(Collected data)
════
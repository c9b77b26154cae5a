//! # Fetcher
//!
//! The consumer-facing façade: composes the image source and the transfer
//! engine into the two user-visible actions, "get me a new candidate" and
//! "download this candidate", each independently cancellable and each
//! reporting fractional progress.
//!
//! ## One Transfer Per Kind
//! At most one fetch and one download run at a time. Starting a second
//! transfer of the same kind is rejected with
//! [`Error::AlreadyInProgress`] rather than cancelling and replacing it,
//! so the current operation keeps its one visible outcome.

use std::path::{Path, PathBuf};
use std::sync::{Arc, Mutex};

use tokio::sync::watch;
use tracing::info;

use crate::candidate::SdImage;
use crate::error::{Error, Result};
use crate::source::ImageSource;
use crate::transfer::{Progress, Transfer, TransferEngine};

/// A freshly produced candidate together with its decoded preview.
pub struct Fetched {
    pub image: SdImage,
    pub preview: image::DynamicImage,
}

/// Single-flight slot for one kind of transfer.
#[derive(Debug)]
struct TransferSlot {
    kind: &'static str,
    active: Mutex<Option<Arc<Transfer>>>,
}

impl TransferSlot {
    fn new(kind: &'static str) -> Self {
        Self {
            kind,
            active: Mutex::new(None),
        }
    }

    /// Claims the slot, or rejects when a transfer is already running.
    /// The slot frees itself when the returned guard drops.
    fn begin(&self) -> Result<SlotGuard<'_>> {
        let mut active = self.active.lock().expect("transfer slot lock poisoned");
        if active.is_some() {
            return Err(Error::AlreadyInProgress { kind: self.kind });
        }

        let transfer = Arc::new(Transfer::new());
        *active = Some(transfer.clone());
        Ok(SlotGuard {
            slot: self,
            transfer,
        })
    }

    /// Cancels the active transfer, if any. Nothing to do otherwise.
    fn cancel(&self) {
        let active = self.active.lock().expect("transfer slot lock poisoned");
        if let Some(transfer) = active.as_ref() {
            transfer.cancel();
        }
    }

    fn is_active(&self) -> bool {
        self.active
            .lock()
            .expect("transfer slot lock poisoned")
            .is_some()
    }

    fn progress(&self) -> Option<watch::Receiver<Progress>> {
        self.active
            .lock()
            .expect("transfer slot lock poisoned")
            .as_ref()
            .map(|t| t.progress())
    }
}

/// Occupies a [`TransferSlot`] for the duration of one operation.
#[derive(Debug)]
struct SlotGuard<'a> {
    slot: &'a TransferSlot,
    transfer: Arc<Transfer>,
}

impl SlotGuard<'_> {
    fn transfer(&self) -> &Transfer {
        &self.transfer
    }
}

impl Drop for SlotGuard<'_> {
    fn drop(&mut self) {
        *self
            .slot
            .active
            .lock()
            .expect("transfer slot lock poisoned") = None;
    }
}

/// Drives candidate production and downloads for one consumer.
pub struct Fetcher {
    source: Arc<dyn ImageSource>,
    engine: TransferEngine,
    fetch_slot: TransferSlot,
    download_slot: TransferSlot,
}

impl Fetcher {
    pub fn new(source: Arc<dyn ImageSource>, engine: TransferEngine) -> Self {
        Self {
            source,
            engine,
            fetch_slot: TransferSlot::new("fetch"),
            download_slot: TransferSlot::new("download"),
        }
    }

    pub fn source(&self) -> &Arc<dyn ImageSource> {
        &self.source
    }

    /// Produces a fresh candidate and its decoded preview.
    ///
    /// `Ok(None)` means the randomly chosen page yielded nothing this time;
    /// the list is unchanged and the caller may simply try again.
    pub async fn fetch(&self) -> Result<Option<Fetched>> {
        let guard = self.fetch_slot.begin()?;

        if !self.source.refresh().await? {
            return Ok(None);
        }
        let Some(image) = self.source.images().into_iter().next() else {
            return Ok(None);
        };

        let preview = self
            .engine
            .fetch_image(&image.preview_url, guard.transfer())
            .await?;
        info!(url = %image.preview_url, "fetched preview");

        Ok(Some(Fetched { image, preview }))
    }

    /// Downloads the full-resolution file for `image` into `dest_dir`.
    ///
    /// Fails with [`Error::NoFullReference`] before touching the network
    /// when the full-resolution URL cannot be derived.
    pub async fn download(&self, image: &SdImage, dest_dir: &Path) -> Result<PathBuf> {
        let guard = self.download_slot.begin()?;

        let no_reference = || Error::NoFullReference {
            preview_url: image.preview_url.clone(),
        };
        let full_url = image.full_url().ok_or_else(no_reference)?;
        let file_name = image.file_name().ok_or_else(no_reference)?;

        let path = self
            .engine
            .download(&full_url, dest_dir, &file_name, guard.transfer())
            .await?;
        info!(path = %path.display(), "downloaded full image");

        Ok(path)
    }

    /// Cancels the in-flight fetch, if any.
    pub fn cancel_fetch(&self) {
        self.fetch_slot.cancel();
    }

    /// Cancels the in-flight download, if any.
    pub fn cancel_download(&self) {
        self.download_slot.cancel();
    }

    pub fn is_fetching(&self) -> bool {
        self.fetch_slot.is_active()
    }

    pub fn is_downloading(&self) -> bool {
        self.download_slot.is_active()
    }

    /// Progress of the in-flight fetch, when one is running.
    pub fn fetch_progress(&self) -> Option<watch::Receiver<Progress>> {
        self.fetch_slot.progress()
    }

    /// Progress of the in-flight download, when one is running.
    pub fn download_progress(&self) -> Option<watch::Receiver<Progress>> {
        self.download_slot.progress()
    }
}

#[cfg(test)]
mod tests {
    use super::*;
    use async_trait::async_trait;

    struct IdleSource;

    #[async_trait]
    impl ImageSource for IdleSource {
        async fn refresh(&self) -> Result<bool> {
            Ok(false)
        }

        fn images(&self) -> Vec<SdImage> {
            Vec::new()
        }

        fn remove_image(&self, index: usize) -> Result<SdImage> {
            Err(Error::IndexOutOfRange { index, len: 0 })
        }
    }

    fn fetcher() -> Fetcher {
        Fetcher::new(Arc::new(IdleSource), TransferEngine::new().unwrap())
    }

    #[test]
    fn slot_rejects_second_claim() {
        let slot = TransferSlot::new("fetch");

        let guard = slot.begin().unwrap();
        assert!(slot.is_active());

        let err = slot.begin().unwrap_err();
        assert!(matches!(err, Error::AlreadyInProgress { kind: "fetch" }));

        drop(guard);
        assert!(!slot.is_active());
        assert!(slot.begin().is_ok());
    }

    #[test]
    fn slot_cancel_reaches_active_transfer() {
        let slot = TransferSlot::new("download");

        // No transfer running: nothing happens.
        slot.cancel();

        let guard = slot.begin().unwrap();
        slot.cancel();
        assert!(guard.transfer().is_cancelled());
    }

    #[test]
    fn progress_only_while_active() {
        let slot = TransferSlot::new("fetch");
        assert!(slot.progress().is_none());

        let _guard = slot.begin().unwrap();
        assert!(slot.progress().is_some());
    }

    #[tokio::test]
    async fn fetch_on_dry_source_returns_none_and_frees_slot() {
        let fetcher = fetcher();

        assert!(fetcher.fetch().await.unwrap().is_none());
        assert!(!fetcher.is_fetching());
        assert!(fetcher.fetch().await.unwrap().is_none());
    }

    #[tokio::test]
    async fn download_without_full_reference_fails_fast() {
        let fetcher = fetcher();
        let dir = tempfile::tempdir().unwrap();

        // Preview URL without the size-suffix pattern: nothing to download.
        let image = SdImage::new("http://static.simpledesktops.com/uploads/desktops/plain.png");
        let err = fetcher.download(&image, dir.path()).await.unwrap_err();
        assert!(matches!(err, Error::NoFullReference { .. }));

        assert!(!fetcher.is_downloading());
        assert!(std::fs::read_dir(dir.path()).unwrap().next().is_none());
    }
}
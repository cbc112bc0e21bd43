//! Component registry seam.
//!
//! The host owns the catalogue of components. The engine only asks it two
//! things: what props a fresh block starts with, and whether a block of a
//! given component may contain other blocks.

use std::collections::HashMap;

use crate::block::Props;

pub trait ComponentRegistry: Send + Sync {
    /// Props a newly added block of this component starts with
    fn default_props(&self, component_name: &str) -> Props;

    /// Whether blocks of this component may have children
    fn can_have_children(&self, component_name: &str) -> bool;
}

/// Registry that knows nothing: no default props, every block is a container
#[derive(Debug, Default, Clone, Copy)]
pub struct EmptyRegistry;

impl ComponentRegistry for EmptyRegistry {
    fn default_props(&self, _component_name: &str) -> Props {
        Props::new()
    }

    fn can_have_children(&self, _component_name: &str) -> bool {
        true
    }
}

/// Registry entry for one component
#[derive(Debug, Clone, Default)]
pub struct ComponentSpec {
    pub default_props: Props,
    pub can_have_children: bool,
}

impl ComponentSpec {
    pub fn leaf() -> Self {
        Self::default()
    }

    pub fn container() -> Self {
        Self {
            can_have_children: true,
            ..Self::default()
        }
    }

    pub fn with_default(mut self, key: impl Into<String>, value: impl Into<serde_json::Value>) -> Self {
        self.default_props.insert(key.into(), value.into());
        self
    }
}

/// Map-backed registry. Unknown components get no props and no children.
#[derive(Debug, Clone, Default)]
pub struct StaticRegistry {
    components: HashMap<String, ComponentSpec>,
}

impl StaticRegistry {
    pub fn new() -> Self {
        Self::default()
    }

    pub fn register(&mut self, name: impl Into<String>, spec: ComponentSpec) {
        self.components.insert(name.into(), spec);
    }

    pub fn with_component(mut self, name: impl Into<String>, spec: ComponentSpec) -> Self {
        self.register(name, spec);
        self
    }

    pub fn get(&self, name: &str) -> Option<&ComponentSpec> {
        self.components.get(name)
    }
}

impl ComponentRegistry for StaticRegistry {
    fn default_props(&self, component_name: &str) -> Props {
        self.components
            .get(component_name)
            .map(|spec| spec.default_props.clone())
            .unwrap_or_default()
    }

    fn can_have_children(&self, component_name: &str) -> bool {
        self.components
            .get(component_name)
            .is_some_and(|spec| spec.can_have_children)
    }
}

#[cfg(test)]
mod tests {
    use super::*;
    use serde_json::json;

    #[test]
    fn test_static_registry() {
        let registry = StaticRegistry::new()
            .with_component("text", ComponentSpec::leaf().with_default("text", "Lorem ipsum"))
            .with_component("section", ComponentSpec::container());

        assert_eq!(registry.default_props("text")["text"], json!("Lorem ipsum"));
        assert!(registry.default_props("section").is_empty());
        assert!(registry.can_have_children("section"));
        assert!(!registry.can_have_children("text"));
        assert!(!registry.can_have_children("unknown"));

        assert!(registry.get("section").is_some_and(|spec| spec.can_have_children));
        assert!(registry.get("unknown").is_none());
    }

    #[test]
    fn test_empty_registry_allows_everything() {
        assert!(EmptyRegistry.can_have_children("anything"));
        assert!(EmptyRegistry.default_props("anything").is_empty());
    }
}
════
[PROBLEM DETAILS] Copy the records above exactly, beginning at the line that contains "let no_reference = ||" and stopping after the line that contains "let path = self".

[FINAL ANSWER]
        let no_reference = || Error::NoFullReference {
            preview_url: image.preview_url.clone(),
        };
        let full_url = image.full_url().ok_or_else(no_reference)?;
        let file_name = image.file_name().ok_or_else(no_reference)?;

        let path = self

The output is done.